Community Beliefs Regarding Dioxin Exposure Pathways
Edith Parker, Dr.P.H.
University of Iowa
NIEHS Grant R01ES016306
A study, partially funded by the NIEHS, found that residents of communities with known dioxin contamination made incorrect assumptions about how and where they might be exposed to dioxins. Despite the fact that dioxins aggregate, rather than disperse, in water 79.3 percent of survey respondents incorrectly believed that dioxins could be found in river water even after the removal of all soil and sediment. The study shows the importance of clearly communicating the specific exposure pathways of contaminants.

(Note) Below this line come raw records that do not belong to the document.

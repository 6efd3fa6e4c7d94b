use std::path::PathBuf;

use crate::types::Movies;

/// Capability for fetching the whole movie collection, so a different backing
/// store can be swapped in without touching the query side.
pub trait MovieDao {
    fn fetch_all(&self) -> anyhow::Result<Movies>;
}

/// Reads the collection from a JSON document on disk. No caching: every call
/// re-reads the file, so each request sees a fresh snapshot.
pub struct JsonFileDao {
    path: PathBuf,
}

impl JsonFileDao {
    pub fn new(path: impl Into<PathBuf>) -> Self {
        Self { path: path.into() }
    }
}

impl MovieDao for JsonFileDao {
    fn fetch_all(&self) -> anyhow::Result<Movies> {
        // ファイルが無い・読めない・スキーマが合わない、はすべて同じ扱い
        let json_string = std::fs::read_to_string(&self.path)?;
        let movies = serde_json::from_str(json_string.as_str())?;
        Ok(movies)
    }
}

#[cfg(test)]
mod tests {
    use super::*;

    fn temp_json(name: &str, contents: &str) -> PathBuf {
        let path = std::env::temp_dir().join(format!("movies-api-{}-{}", std::process::id(), name));
        std::fs::write(&path, contents).expect("テスト用ファイルを書き込めませんでした");
        path
    }

    #[test]
    fn test_fetch_all_parses_document_in_order() {
        let path = temp_json(
            "ok.json",
            r#"{"movies": [
                {"movie_id": 2, "title": "B", "description": "", "producer": "",
                 "available_in_3d": false, "age_rating": "PG", "likes": 3, "comments": []},
                {"movie_id": 1, "title": "A", "description": "", "producer": "",
                 "available_in_3d": true, "age_rating": "12", "likes": 7,
                 "comments": [{"user": "test1", "message": "m", "dateCreated": "1294012800", "like": 0}]}
            ]}"#,
        );

        let movies = JsonFileDao::new(&path).fetch_all().unwrap();
        std::fs::remove_file(&path).ok();

        assert_eq!(movies.movies.len(), 2);
        assert_eq!(movies.movies[0].movie_id, 2);
        assert_eq!(movies.movies[1].movie_id, 1);
        assert_eq!(movies.movies[1].comments[0].date_created, "1294012800");
    }

    #[test]
    fn test_fetch_all_fails_when_file_is_missing() {
        let dao = JsonFileDao::new("does-not-exist.json");
        assert!(dao.fetch_all().is_err());
    }

    #[test]
    fn test_fetch_all_fails_on_malformed_json() {
        let path = temp_json("broken.json", "{\"movies\": [");
        let result = JsonFileDao::new(&path).fetch_all();
        std::fs::remove_file(&path).ok();
        assert!(result.is_err());
    }

    #[test]
    fn test_fetch_all_fails_on_schema_mismatch() {
        let path = temp_json("mismatch.json", r#"{"movies": [{"movie_id": "not a number"}]}"#);
        let result = JsonFileDao::new(&path).fetch_all();
        std::fs::remove_file(&path).ok();
        assert!(result.is_err());
    }
}
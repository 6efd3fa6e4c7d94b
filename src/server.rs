use axum::extract::{Path, State};
use axum::http::StatusCode;
use axum::response::{IntoResponse, Response};
use axum::routing::get;
use axum::{Json, Router};
use thiserror::Error;

use crate::dao::{JsonFileDao, MovieDao};
use crate::queries;
use crate::server::AppError::{InvalidMovieId, MissingMovieId, MovieNotFound};
use crate::types::{MaxCommenter, Movie, Movies};

#[derive(Clone)]
pub struct AppState {
    pub dao: std::sync::Arc<dyn MovieDao + Send + Sync>,
}

impl AppState {
    pub fn load(args: &crate::Args) -> AppState {
        AppState {
            dao: std::sync::Arc::new(JsonFileDao::new(args.movies_path.clone())),
        }
    }
}

#[derive(Error, Debug)]
pub enum AppError {
    #[error("no id provided for the movie")]
    MissingMovieId,

    #[error("the id provided is not a number: {0}")]
    InvalidMovieId(String),

    #[error("movie {0} is not present in the database")]
    MovieNotFound(i64),

    // その他の予期せぬエラー: Anyhowにラップして任せる
    #[error(transparent)]
    Unexpected(#[from] anyhow::Error),
}

impl IntoResponse for AppError {
    fn into_response(self) -> Response {
        let (status, message) = match self {
            AppError::MissingMovieId => (
                StatusCode::BAD_REQUEST,
                "no id provided for the movie".to_string(),
            ),
            AppError::InvalidMovieId(id) => (
                StatusCode::BAD_REQUEST,
                format!("the id provided is not a number: {}", id),
            ),
            AppError::MovieNotFound(id) => (
                StatusCode::NOT_FOUND,
                format!("movie {} is not present in the database", id),
            ),
            // 予期せぬエラー (JSONが壊れている、ファイルが無い)
            AppError::Unexpected(err) => {
                tracing::error!("Internal Server Error: {:?}", err);
                (StatusCode::INTERNAL_SERVER_ERROR, "Internal Server Error".to_string())
            }
        };
        (status, message).into_response()
    }
}

pub fn app(state: AppState) -> Router {
    Router::new()
        .route("/movies", get(handle_get_movies))
        .route("/movies/:id", get(handle_get_movie))
        .route("/comments", get(handle_most_comments))
        .route("/likes", get(handle_most_likes))
        .with_state(state)
}

pub async fn handle_get_movies(State(state): State<AppState>) -> Result<Json<Movies>, AppError> {
    let movies = state.dao.fetch_all()?;
    Ok(Json(queries::list_all(movies)))
}

pub async fn handle_get_movie(
    State(state): State<AppState>,
    Path(id): Path<String>,
) -> Result<Json<Movie>, AppError> {
    if id.is_empty() {
        return Err(MissingMovieId);
    }
    let id: i64 = id.parse().map_err(|_| InvalidMovieId(id))?;

    let movies = state.dao.fetch_all()?;
    let movie = queries::find_by_id(&movies, id).ok_or(MovieNotFound(id))?;
    Ok(Json(movie.clone()))
}

pub async fn handle_most_comments(
    State(state): State<AppState>,
) -> Result<Json<MaxCommenter>, AppError> {
    let movies = state.dao.fetch_all()?;
    Ok(Json(queries::most_prolific_commenter(&movies)))
}

pub async fn handle_most_likes(State(state): State<AppState>) -> Result<Json<Movie>, AppError> {
    let movies = state.dao.fetch_all()?;
    Ok(Json(queries::most_liked(&movies)))
}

The researchers mailed surveys to 904 Michigan residents who lived in communities where dioxin contamination had occurred. Just over 70 percent of the respondents believed that well water could have elevated levels of dioxins, and 30.8 percent believed that elevated levels of dioxins could be found in the city water supply. Residents who did not trust the government or were personally concerned about dioxins were more likely to believe that drinking and touching water were still significant routes of dioxin exposure.
The researchers point out that the residents have repeatedly heard that industrial discharge into the river was the source of most of the present dioxin contamination and that the river is thus contaminated. The researchers were not surprised that the residents concluded that the river water is tainted even though the dioxins are likely to quickly bind to particles in water and accumulate in sediment at the bottom and banks of the river. For future communication with residents, the researchers suggest that an analogy such as dioxins are more like oil than water, might help mitigate concerns about drinking water and contact with river water. Analogies could also help increase awareness of potential problems involved with disturbing riverbank soil or river sediment as well as eating bottom-feeding fish.
Citation: Zikmund-Fisher BJ, Turkelson A, Franzblau A, Diebol JK, Allerton LA, Parker EA. 2013. The effect of misunderstanding the chemical properties of environmental contaminants on exposure beliefs: A case involving dioxins. Sci Total Environ 447:293-300.